CNBC on Wednesday released its criteria for deciding which candidates will be allowed to participate in the Oct. 28 primetime debate, and which will be relegated to the earlier event.
Candidates who average 3% in national polls conducted by NBC, ABC, CBS, Fox, CNN and Bloomberg between Sept. 17 and Oct. 21 can join the top tier event, CNBC said. The rest of the field will join the earlier debate, provided they garner at least 1% in a national poll by those six outlets.
Unlike past debates, CNBC is not placing a cap on how many candidates can participate in its primetime event. The overall field has also shrunk in recent months, with the exits of former Texas Gov. Rick Perry and Wisconsin Gov.Scott Walker.

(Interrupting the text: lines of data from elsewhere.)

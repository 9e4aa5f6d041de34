//! Fixed timestep simulation tick
//!
//! Advances every agent once, in order. Updates are applied agent by agent:
//! agent `i` sees agent `i - 1` already moved this tick and agent `i + 1` not
//! yet moved.

use glam::Vec2;

use super::foraging::{self, Behavior};
use super::forces;
use super::physics;
use super::state::{AgentId, FoodId, SimState};
use crate::config::ConfigAdjust;

/// External input applied at the start of a tick
#[derive(Debug, Clone, Default)]
pub struct TickInput {
    /// Food dropped by the operator (pointer clicks)
    pub spawn_food: Vec<Vec2>,
    /// Slider changes
    pub adjust: ConfigAdjust,
}

/// Something that happened during a tick
#[derive(Debug, Clone, Copy, PartialEq, Eq)]
pub enum SimEvent {
    /// `agent` ate `food` and is fully fed again
    FoodConsumed { agent: AgentId, food: FoodId },
    /// Hunger decay pushed `agent` to the foraging threshold
    BecameHungry { agent: AgentId },
}

/// Summary of one tick
#[derive(Debug, Clone, Default, PartialEq)]
pub struct TickReport {
    pub events: Vec<SimEvent>,
    /// Agents that steered toward food
    pub foraging: usize,
    /// Agents that applied flocking forces
    pub flocking: usize,
}

impl TickReport {
    pub fn food_consumed(&self) -> usize {
        self.events
            .iter()
            .filter(|e| matches!(e, SimEvent::FoodConsumed { .. }))
            .count()
    }
}

/// Advance the simulation by one tick
pub fn tick(state: &mut SimState, input: &TickInput) -> TickReport {
    if !input.adjust.is_empty() {
        state.config.apply(&input.adjust);
    }
    for &position in &input.spawn_food {
        state.spawn_food(position);
    }

    // One config for the whole tick
    let config = state.config;
    let mut report = TickReport::default();

    for idx in 0..state.agents.len() {
        let (decision, avoidance) = {
            let agent = &state.agents[idx];
            (
                foraging::decide(agent, &state.agents, &state.foods, &config),
                forces::avoid_obstacles(agent, state.obstacles(), &config),
            )
        };

        match decision.behavior {
            Behavior::Foraging => report.foraging += 1,
            Behavior::Flocking => report.flocking += 1,
        }

        // Mark only; later agents skip it and the list is compacted after the pass
        let ate = decision.eat.and_then(|food_id| {
            let food = state
                .foods
                .iter_mut()
                .find(|f| f.id == food_id && !f.consumed)?;
            food.consumed = true;
            Some(food_id)
        });

        let agent = &mut state.agents[idx];
        agent.apply_force(decision.force);
        agent.apply_force(avoidance);

        if let Some(food) = ate {
            foraging::feed(agent);
            log::debug!(
                "Agent {} ate food {} at tick {}",
                agent.id.0,
                food.0,
                state.time_ticks
            );
            report.events.push(SimEvent::FoodConsumed {
                agent: agent.id,
                food,
            });
        }

        physics::integrate(agent, &config);
        physics::wrap_position(agent, &config);

        if foraging::decay_hunger(agent, &config) {
            report.events.push(SimEvent::BecameHungry { agent: agent.id });
        }
    }

    state.compact_foods();
    state.time_ticks += 1;
    report
}

#[cfg(test)]
mod tests {
    use super::*;
    use crate::config::{SimParams, WorldConfig};
    use crate::consts::*;
    use crate::sim::state::{Agent, Obstacle};
    use proptest::prelude::*;

    fn agent(id: u32, x: f32, y: f32) -> Agent {
        Agent::new(AgentId(id), Vec2::new(x, y), Vec2::ZERO)
    }

    fn world(agents: Vec<Agent>) -> SimState {
        SimState::from_parts(WorldConfig::default(), agents, Vec::new())
    }

    #[test]
    fn test_tick_counter_advances() {
        let mut state = SimState::new(&SimParams::default());
        tick(&mut state, &TickInput::default());
        tick(&mut state, &TickInput::default());
        assert_eq!(state.time_ticks, 2);
    }

    #[test]
    fn test_hunger_decay_over_100_ticks() {
        let mut state = world(vec![agent(0, 640.0, 360.0)]);
        let input = TickInput::default();
        for _ in 0..HUNGER_TIME_MAX {
            tick(&mut state, &input);
        }
        assert_eq!(state.agents[0].hunger, 20);
        assert_eq!(state.agents[0].hunger_timer, 0);
    }

    #[test]
    fn test_food_consumed_exactly_once() {
        let mut a = agent(0, 100.0, 100.0);
        a.hunger = 10;
        let mut b = agent(1, 104.0, 100.0);
        b.hunger = 10;
        let mut state = world(vec![a, b]);
        state.spawn_food(Vec2::new(102.0, 102.0));

        let report = tick(&mut state, &TickInput::default());

        assert!(state.foods.is_empty());
        assert_eq!(report.food_consumed(), 1);
        let fed = state.agents.iter().filter(|a| a.hunger == HUNGER_MAX).count();
        assert_eq!(fed, 1);
        // First agent in order wins
        assert_eq!(state.agents[0].hunger, HUNGER_MAX);
        assert_eq!(state.agents[1].hunger, 10);
    }

    #[test]
    fn test_three_starving_agents_share_one_food() {
        let agents = [(0, 100.0, 100.0), (1, 103.0, 100.0), (2, 100.0, 103.0)]
            .into_iter()
            .map(|(id, x, y)| {
                let mut a = agent(id, x, y);
                a.hunger = 0;
                a
            })
            .collect();
        let mut state = world(agents);
        state.spawn_food(Vec2::new(101.0, 101.0));

        let report = tick(&mut state, &TickInput::default());

        assert_eq!(report.food_consumed(), 1);
        assert!(state.foods.is_empty());
        let hungers: Vec<u32> = (0..3)
            .map(|id| state.agent(AgentId(id)).map(|a| a.hunger))
            .collect::<Option<_>>()
            .unwrap();
        assert_eq!(hungers, vec![HUNGER_MAX, 0, 0]);
    }

    #[test]
    fn test_two_foods_two_eaters() {
        let mut a = agent(0, 100.0, 100.0);
        a.hunger = 10;
        let mut b = agent(1, 500.0, 100.0);
        b.hunger = 10;
        let mut state = world(vec![a, b]);
        let input = TickInput {
            spawn_food: vec![Vec2::new(105.0, 100.0), Vec2::new(505.0, 100.0)],
            ..Default::default()
        };
        let report = tick(&mut state, &input);
        assert_eq!(report.food_consumed(), 2);
        assert!(state.foods.is_empty());
        assert!(state.agents.iter().all(|a| a.hunger == HUNGER_MAX));
    }

    #[test]
    fn test_hungry_agent_moves_toward_food() {
        let mut a = agent(0, 100.0, 100.0);
        a.hunger = 0;
        let mut state = world(vec![a]);
        state.spawn_food(Vec2::new(180.0, 100.0));
        let report = tick(&mut state, &TickInput::default());
        assert_eq!(report.foraging, 1);
        assert!(state.agents[0].velocity.x > 0.0);
        assert_eq!(state.foods.len(), 1);
    }

    #[test]
    fn test_fallback_to_flocking_without_food() {
        let mut a = agent(0, 100.0, 100.0);
        a.hunger = 10;
        let b = agent(1, 150.0, 100.0);
        let mut state = world(vec![a, b]);
        let report = tick(&mut state, &TickInput::default());
        assert_eq!(report.foraging, 0);
        assert_eq!(report.flocking, 2);
        // Cohesion pulled agent 0 toward agent 1
        assert!(state.agents[0].velocity.x > 0.0);
    }

    #[test]
    fn test_isolated_agent_keeps_velocity() {
        let mut a = agent(0, 640.0, 360.0);
        a.velocity = Vec2::new(1.0, 0.5);
        let mut state = world(vec![a]);
        for _ in 0..250 {
            tick(&mut state, &TickInput::default());
            assert_eq!(state.agents[0].velocity, Vec2::new(1.0, 0.5));
        }
    }

    #[test]
    fn test_later_agents_see_earlier_updates() {
        let mut a = agent(0, 100.0, 100.0);
        a.velocity = Vec2::new(1.5, 0.0);
        let b = agent(1, 150.0, 100.0);
        let config = WorldConfig::default();
        let mut state = world(vec![a.clone(), b.clone()]);
        tick(&mut state, &TickInput::default());

        // Agent 0 moves first, using agent 1's old position
        let mut expected_a = a.clone();
        expected_a.apply_force(forces::flocking(&a, &[a.clone(), b.clone()], &config));
        physics::integrate(&mut expected_a, &config);
        // Agent 1 then reacts to agent 0's new position
        let mut expected_b = b.clone();
        expected_b.apply_force(forces::flocking(&b, &[expected_a.clone(), b.clone()], &config));
        physics::integrate(&mut expected_b, &config);

        assert_eq!(state.agents[0].position, expected_a.position);
        assert_eq!(state.agents[1].position, expected_b.position);
    }

    #[test]
    fn test_obstacle_pushes_in_every_state() {
        let mut a = agent(0, 110.0, 100.0);
        a.hunger = 0;
        let obstacles = vec![Obstacle::new(Vec2::new(100.0, 100.0), Vec2::new(20.0, 20.0))];
        let mut state = SimState::from_parts(WorldConfig::default(), vec![a], obstacles);
        state.spawn_food(Vec2::new(150.0, 100.0));
        tick(&mut state, &TickInput::default());
        // Seek (2, 0) plus repulsion (4, 0), clamped to max speed
        let v = state.agents[0].velocity;
        assert!((v.x - MAX_SPEED).abs() < 1e-5);
        assert!(v.y.abs() < 1e-5);
    }

    #[test]
    fn test_adjust_applies_before_tick() {
        let mut state = world(vec![agent(0, 100.0, 100.0)]);
        let input = TickInput {
            adjust: ConfigAdjust {
                max_speed: Some(3.0),
                separation_distance: Some(45.0),
            },
            ..Default::default()
        };
        tick(&mut state, &input);
        assert_eq!(state.config.max_speed, 3.0);
        assert_eq!(state.config.separation_distance, 45.0);
    }

    #[test]
    fn test_became_hungry_event() {
        let mut a = agent(0, 100.0, 100.0);
        a.hunger = 40;
        a.hunger_timer = HUNGER_TIME_MAX - 1;
        let mut state = world(vec![a]);
        let report = tick(&mut state, &TickInput::default());
        assert_eq!(
            report.events,
            vec![SimEvent::BecameHungry { agent: AgentId(0) }]
        );
    }

    #[test]
    fn test_determinism() {
        let params = SimParams {
            seed: 4242,
            ..Default::default()
        };
        let mut s1 = SimState::new(&params);
        let mut s2 = SimState::new(&params);
        let inputs = [
            TickInput {
                spawn_food: vec![Vec2::new(300.0, 300.0)],
                ..Default::default()
            },
            TickInput::default(),
            TickInput {
                adjust: ConfigAdjust {
                    max_speed: Some(4.0),
                    separation_distance: None,
                },
                ..Default::default()
            },
        ];
        for _ in 0..50 {
            for input in &inputs {
                tick(&mut s1, input);
                tick(&mut s2, input);
            }
        }
        assert_eq!(s1.snapshot(), s2.snapshot());
    }

    proptest! {
        #![proptest_config(ProptestConfig::with_cases(16))]

        #[test]
        fn prop_invariants_hold_every_tick(
            seed in any::<u64>(),
            drops in proptest::collection::vec((0.0f32..1280.0, 0.0f32..720.0), 0..20),
        ) {
            let params = SimParams { seed, ..Default::default() };
            let mut state = SimState::new(&params);
            for t in 0..300usize {
                let mut input = TickInput::default();
                if t % 15 == 0 {
                    if let Some(&(x, y)) = drops.get(t / 15) {
                        input.spawn_food.push(Vec2::new(x, y));
                    }
                }
                tick(&mut state, &input);
                for a in &state.agents {
                    prop_assert!(a.velocity.length() <= state.config.max_speed * (1.0 + 1e-5));
                    prop_assert!(a.hunger <= HUNGER_MAX);
                    prop_assert!(a.hunger_timer < state.config.hunger_time_max);
                    prop_assert!(a.position.x >= 0.0 && a.position.x <= state.config.world_width);
                    prop_assert!(a.position.y >= 0.0 && a.position.y <= state.config.world_height);
                }
            }
        }
    }
}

A Real Clear Politics average of national polling suggests that the candidates who would make the cut for primetime are Donald Trump, Ben Carson, Carly Fiorina, Marco Rubio, Jeb Bush, Ted Cruz, John Kasich, Mike Huckabee and Chris Christie. Candidates who rank at 2.5% or above in the polls have their numbers rounded up to 3%.
Rand Paul’s average in the polls RCP tracks is 2.3%.
Bobby Jindal, Rick Santorum, George Pataki and Lindsey Graham—all of whom took part in the undercard debate earlier this month—all rank at 0.5% or less, alternately winning 1% or 0% in the polls.
RCP bases its averages on a different selection of polls than CNBC’s criteria stipulate. A Washington Post analysis based on the polls conducted so far that meet CNBC’s specific polls criteria found that Mr. Paul — at 2.8% — would join the other nine candidates in the top-tier debate, while Messrs. Pataki, Santorum and Jindal would make up the earlier event. Messrs. Gilmore and Graham wouldn’t qualify for either event.
Asked whether the network would hold a second-tier debate in the event there was only one participant, a CNBC official said, “We don’t deal in hypotheticals.”